Firstly, the expenditure was incurred as part of the operations by which the taxpayer earnt his income. Secondly, it was essential to the carrying on of those operations; there was no other practicable way of getting his instruments to the places where he wants to perform. Thirdly, in a practical sense, the expenditure should be attributable to the carriage of the taxpayer's instrument rather than to his travel to the places of performance. The mode of his travel was simply a consequence of the means which he employed to get his instruments to the place of performance, that is by carrying them in the motor vehicle which he drove.

22. It is thus necessary to determine what equipment the Applicant was required to transport between home and work.
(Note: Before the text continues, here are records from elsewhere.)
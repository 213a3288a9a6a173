//! Collision resolution between the player and the level
//!
//! One pass per frame over blocks, enemies, and coins. The collider is
//! snapshotted at entry; resolution mutates the player's position and
//! velocity, so later tests in the same pass see the updated velocity but
//! the original collider (a landing that zeroes the fall also disables the
//! stomp check for the rest of the frame).

use super::level::{BlockKind, Level};
use super::player::Player;

/// A landing counts as "on top" while the collider bottom is within this
/// distance below the block top
const BLOCK_LANDING_TOLERANCE: f32 = 10.0;
/// Same idea for stomping an enemy, but tighter
const STOMP_TOLERANCE: f32 = 5.0;
/// Upward velocity handed to the player after a stomp
const STOMP_BOUNCE: f32 = 5.0;

const QUESTION_BLOCK_POINTS: i32 = 100;
const STOMP_POINTS: i32 = 200;
const COIN_POINTS: i32 = 50;

/// What one resolution pass did
#[derive(Debug, Clone, Copy, Default)]
pub struct CollisionResult {
    /// Points awarded this frame
    pub points: i32,
    /// Did the fall get arrested on a block top?
    pub landed_on_block: bool,
    /// Was an enemy defeated from above?
    pub stomped_enemy: bool,
    /// Coins picked up this frame
    pub coins_collected: u32,
}

/// Test the player against all blocks, enemies, and coins and resolve
/// the contacts
pub fn resolve_player_collisions(player: &mut Player, level: &mut Level) -> CollisionResult {
    let mut result = CollisionResult::default();
    let collider = player.collider();

    // Blocks: only top landings are resolved - a falling player whose feet
    // are within tolerance of the block top gets set down on it. Question
    // blocks pay out on their first such hit.
    for block in &mut level.blocks {
        if block.is_removed() {
            continue;
        }
        if collider.overlaps(&block.rect)
            && collider.y + collider.h <= block.rect.y + BLOCK_LANDING_TOLERANCE
            && player.velocity_y > 0.0
        {
            player.pos.y = block.rect.y - collider.h;
            player.velocity_y = 0.0;
            player.jumping = false;
            result.landed_on_block = true;
            if block.kind == BlockKind::Question && !block.hit {
                block.hit = true;
                if block.has_coin {
                    result.points += QUESTION_BLOCK_POINTS;
                }
            }
        }
    }

    // Enemies: coming down on an enemy's head defeats it and bounces the
    // player. Side or underside contact is deliberately left without
    // effect.
    for enemy in &mut level.enemies {
        if !enemy.active {
            continue;
        }
        if collider.overlaps(&enemy.rect)
            && collider.y + collider.h - STOMP_TOLERANCE <= enemy.rect.y
            && player.velocity_y > 0.0
        {
            enemy.active = false;
            player.velocity_y = -STOMP_BOUNCE;
            result.points += STOMP_POINTS;
            result.stomped_enemy = true;
        }
    }

    // Coins: any overlap collects
    for coin in &mut level.coins {
        if coin.collected || coin.is_removed() {
            continue;
        }
        if collider.overlaps(&coin.rect) {
            coin.collected = true;
            result.points += COIN_POINTS;
            result.coins_collected += 1;
        }
    }

    result
}

#[cfg(test)]
mod tests {
    use super::*;
    use crate::game::level::{Block, Coin, Enemy, ENEMY_SIZE};
    use crate::game::player::PLAYER_HEIGHT;
    use macroquad::prelude::*;

    const GROUND_TOP: f32 = 700.0;

    fn empty_level() -> Level {
        Level {
            blocks: Vec::new(),
            enemies: Vec::new(),
            coins: Vec::new(),
            ground_top: GROUND_TOP,
        }
    }

    fn falling_player_at(x: f32, y: f32) -> Player {
        let mut player = Player::spawn(GROUND_TOP);
        player.pos = vec2(x, y);
        player.velocity_y = 3.0;
        player.jumping = true;
        player
    }

    fn stone_block(x: f32, y: f32) -> Block {
        Block {
            rect: Rect::new(x, y, 64.0, 64.0),
            kind: BlockKind::Stone,
            has_coin: false,
            hit: false,
        }
    }

    fn question_block(x: f32, y: f32) -> Block {
        Block {
            rect: Rect::new(x, y, 64.0, 64.0),
            kind: BlockKind::Question,
            has_coin: true,
            hit: false,
        }
    }

    #[test]
    fn test_falling_player_lands_on_block_top() {
        let mut level = empty_level();
        level.blocks.push(stone_block(250.0, 596.0));
        // Feet at 602, within the 10px window below the block top at 596
        let mut player = falling_player_at(260.0, 602.0 - PLAYER_HEIGHT);

        let result = resolve_player_collisions(&mut player, &mut level);
        assert!(result.landed_on_block);
        assert_eq!(player.pos.y, 596.0 - PLAYER_HEIGHT);
        assert_eq!(player.velocity_y, 0.0);
        assert!(!player.jumping);
        assert_eq!(result.points, 0);
    }

    #[test]
    fn test_rising_player_passes_through_block() {
        let mut level = empty_level();
        level.blocks.push(stone_block(250.0, 596.0));
        let mut player = falling_player_at(260.0, 602.0 - PLAYER_HEIGHT);
        player.velocity_y = -3.0;

        let result = resolve_player_collisions(&mut player, &mut level);
        assert!(!result.landed_on_block);
        assert_eq!(player.pos.y, 602.0 - PLAYER_HEIGHT);
        assert_eq!(player.velocity_y, -3.0);
    }

    #[test]
    fn test_no_landing_when_feet_are_past_tolerance() {
        let mut level = empty_level();
        level.blocks.push(stone_block(250.0, 596.0));
        // Feet at 620, deeper than block top + 10
        let mut player = falling_player_at(260.0, 620.0 - PLAYER_HEIGHT);

        let result = resolve_player_collisions(&mut player, &mut level);
        assert!(!result.landed_on_block);
        assert_eq!(player.pos.y, 620.0 - PLAYER_HEIGHT);
    }

    #[test]
    fn test_question_block_pays_out_exactly_once() {
        let mut level = empty_level();
        level.blocks.push(question_block(250.0, 596.0));

        let mut player = falling_player_at(260.0, 602.0 - PLAYER_HEIGHT);
        let first = resolve_player_collisions(&mut player, &mut level);
        assert_eq!(first.points, 100);
        assert!(level.blocks[0].hit);

        // Land on it again: still solid, no second payout
        let mut player = falling_player_at(260.0, 602.0 - PLAYER_HEIGHT);
        let second = resolve_player_collisions(&mut player, &mut level);
        assert!(second.landed_on_block);
        assert_eq!(second.points, 0);
    }

    #[test]
    fn test_zero_area_block_is_skipped() {
        let mut level = empty_level();
        let mut removed = stone_block(250.0, 596.0);
        removed.rect.w = 0.0;
        level.blocks.push(removed);
        let mut player = falling_player_at(250.0, 602.0 - PLAYER_HEIGHT);

        let result = resolve_player_collisions(&mut player, &mut level);
        assert!(!result.landed_on_block);
        assert_eq!(player.pos.y, 602.0 - PLAYER_HEIGHT);
    }

    #[test]
    fn test_stomp_defeats_enemy_once_and_bounces() {
        let mut level = empty_level();
        level.enemies.push(Enemy {
            rect: Rect::new(300.0, 600.0, ENEMY_SIZE, ENEMY_SIZE),
            active: true,
            direction: 1.0,
            speed: 2.0,
        });
        // Feet at 602: within the 5px stomp window above the enemy top
        let mut player = falling_player_at(310.0, 602.0 - PLAYER_HEIGHT);

        let result = resolve_player_collisions(&mut player, &mut level);
        assert!(result.stomped_enemy);
        assert_eq!(result.points, 200);
        assert!(!level.enemies[0].active);
        assert_eq!(player.velocity_y, -5.0);

        // The defeated enemy no longer collides
        let mut player = falling_player_at(310.0, 602.0 - PLAYER_HEIGHT);
        let again = resolve_player_collisions(&mut player, &mut level);
        assert!(!again.stomped_enemy);
        assert_eq!(again.points, 0);
    }

    #[test]
    fn test_side_contact_with_enemy_has_no_effect() {
        let mut level = empty_level();
        level.enemies.push(Enemy {
            rect: Rect::new(300.0, 600.0, ENEMY_SIZE, ENEMY_SIZE),
            active: true,
            direction: 1.0,
            speed: 2.0,
        });
        // Standing beside the enemy, feet level with its feet
        let mut player = falling_player_at(290.0, 648.0 - PLAYER_HEIGHT);

        let result = resolve_player_collisions(&mut player, &mut level);
        assert!(!result.stomped_enemy);
        assert_eq!(result.points, 0);
        assert!(level.enemies[0].active);
        assert_eq!(player.pos.y, 648.0 - PLAYER_HEIGHT);
    }

    #[test]
    fn test_coin_pickup_is_idempotent() {
        let mut level = empty_level();
        level.coins.push(Coin {
            rect: Rect::new(266.0, 564.0, 32.0, 32.0),
            collected: false,
        });
        let mut player = falling_player_at(266.0, 570.0);

        let first = resolve_player_collisions(&mut player, &mut level);
        assert_eq!(first.points, 50);
        assert_eq!(first.coins_collected, 1);
        assert!(level.coins[0].collected);

        let second = resolve_player_collisions(&mut player, &mut level);
        assert_eq!(second.points, 0);
        assert_eq!(second.coins_collected, 0);
    }

    #[test]
    fn test_landing_disables_stomp_in_same_pass() {
        // A block landing zeroes the fall; the enemy test later in the
        // pass then sees velocity 0 and must not trigger
        let mut level = empty_level();
        level.blocks.push(stone_block(250.0, 596.0));
        level.enemies.push(Enemy {
            rect: Rect::new(250.0, 600.0, ENEMY_SIZE, ENEMY_SIZE),
            active: true,
            direction: 1.0,
            speed: 2.0,
        });
        let mut player = falling_player_at(260.0, 602.0 - PLAYER_HEIGHT);

        let result = resolve_player_collisions(&mut player, &mut level);
        assert!(result.landed_on_block);
        assert!(!result.stomped_enemy);
        assert!(level.enemies[0].active);
    }
}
23. The Applicant emphasised that she was required to have the requisite PPE with her at the workplace for any situation which arose. She was required to have both wet weather gear and other gear available at all times, including, spare clothing as required. She said that the PPE which she transported were essentially items that she cleaned and maintained at home in order to keep them usable and suitable for work use. Apart from anything else, high-visibility clothing could lose its visibility if covered in grease. She stated that she only transported items to her home for the purposes of home laundering.

24. In the Tribunal's opinion, there was no necessity for the Applicant to transport her hard hat, safety glasses, hearing protection or head light. There is no reason, on the evidence before the Tribunal, why she was required to transport these items home in order to clean them. Her overalls were laundered by the employer. The Respondent contended, and the Tribunal agrees, that it would only have necessary, and justifiable, for the Applicant to transport her shirts and trousers, and occasional wet weather gear.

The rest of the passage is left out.